● Data extract:
:::
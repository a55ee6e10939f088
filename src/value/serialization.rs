//! Serde support for [`Value`].
//!
//! Values map onto the serde data model one to one: records become maps,
//! arrays become sequences and `Null` becomes unit. `Absent` serializes as
//! `none`; since records never hold it, it only appears at the top level.

use std::fmt;
use std::sync::Arc;

use serde::de::{MapAccess, SeqAccess, Visitor};
use serde::ser::{SerializeMap, SerializeSeq};
use serde::{Deserialize, Deserializer, Serialize, Serializer};

use super::{Record, Value};

impl Serialize for Value {
    fn serialize<S>(&self, serializer: S) -> Result<S::Ok, S::Error>
    where
        S: Serializer,
    {
        match self {
            Self::Absent => serializer.serialize_none(),
            Self::Null => serializer.serialize_unit(),
            Self::Bool(flag) => serializer.serialize_bool(*flag),
            Self::Int(number) => serializer.serialize_i64(*number),
            Self::Float(number) => serializer.serialize_f64(*number),
            Self::String(text) => serializer.serialize_str(text),
            Self::Array(items) => {
                let mut sequence = serializer.serialize_seq(Some(items.len()))?;
                for item in items.iter() {
                    sequence.serialize_element(item)?;
                }
                sequence.end()
            }
            Self::Record(record) => record.serialize(serializer),
        }
    }
}

impl Serialize for Record {
    fn serialize<S>(&self, serializer: S) -> Result<S::Ok, S::Error>
    where
        S: Serializer,
    {
        let mut map = serializer.serialize_map(Some(self.len()))?;
        for (name, value) in self.iter() {
            map.serialize_entry(&**name, value)?;
        }
        map.end()
    }
}

struct ValueVisitor;

impl<'de> Visitor<'de> for ValueVisitor {
    type Value = Value;

    fn expecting(&self, formatter: &mut fmt::Formatter) -> fmt::Result {
        formatter.write_str("any value")
    }

    fn visit_unit<E>(self) -> Result<Value, E> {
        Ok(Value::Null)
    }

    fn visit_none<E>(self) -> Result<Value, E> {
        Ok(Value::Null)
    }

    fn visit_some<D>(self, deserializer: D) -> Result<Value, D::Error>
    where
        D: Deserializer<'de>,
    {
        Value::deserialize(deserializer)
    }

    fn visit_bool<E>(self, flag: bool) -> Result<Value, E> {
        Ok(Value::Bool(flag))
    }

    fn visit_i64<E>(self, number: i64) -> Result<Value, E> {
        Ok(Value::Int(number))
    }

    #[allow(clippy::cast_precision_loss)]
    fn visit_u64<E>(self, number: u64) -> Result<Value, E> {
        Ok(i64::try_from(number).map_or(Value::Float(number as f64), Value::Int))
    }

    fn visit_f64<E>(self, number: f64) -> Result<Value, E> {
        Ok(Value::Float(number))
    }

    fn visit_str<E>(self, text: &str) -> Result<Value, E> {
        Ok(Value::from(text))
    }

    fn visit_string<E>(self, text: String) -> Result<Value, E> {
        Ok(Value::from(text))
    }

    fn visit_seq<A>(self, mut access: A) -> Result<Value, A::Error>
    where
        A: SeqAccess<'de>,
    {
        let mut items = Vec::with_capacity(access.size_hint().unwrap_or(0));
        while let Some(item) = access.next_element()? {
            items.push(item);
        }
        Ok(Value::Array(Arc::new(items)))
    }

    fn visit_map<A>(self, mut access: A) -> Result<Value, A::Error>
    where
        A: MapAccess<'de>,
    {
        let mut fields: Vec<(Arc<str>, Value)> = Vec::new();
        while let Some((name, value)) = access.next_entry::<String, Value>()? {
            fields.push((Arc::from(name), value));
        }
        Ok(Value::Record(fields.into_iter().collect()))
    }
}

impl<'de> Deserialize<'de> for Value {
    fn deserialize<D>(deserializer: D) -> Result<Self, D::Error>
    where
        D: Deserializer<'de>,
    {
        deserializer.deserialize_any(ValueVisitor)
    }
}

#[cfg(test)]
mod tests {
    use super::*;
    use crate::record;
    use rstest::rstest;

    #[rstest]
    fn test_json_roundtrip() {
        let value = record! {
            "a" => record! { "b" => 1 },
            "list" => Value::array([Value::Null, Value::from(1.5), Value::from("x")]),
        };

        let json = serde_json::to_string(&value).unwrap();
        let restored: Value = serde_json::from_str(&json).unwrap();

        assert_eq!(restored, value);
    }

    #[rstest]
    fn test_large_unsigned_becomes_float() {
        let restored: Value = serde_json::from_str("18446744073709551615").unwrap();
        assert_eq!(restored.kind(), "float");
    }
}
:::
● The problem:
Retype word for word everything in the listing above from the line that holds "items.push(item);" down to the line that holds "let mut fields: Vec<(Arc<str>, Value)>". Keep both end lines and leave out the rest.

● Output of the exercise:
            items.push(item);
        }
        Ok(Value::Array(Arc::new(items)))
    }

    fn visit_map<A>(self, mut access: A) -> Result<Value, A::Error>
    where
        A: MapAccess<'de>,
    {
        let mut fields: Vec<(Arc<str>, Value)> = Vec::new();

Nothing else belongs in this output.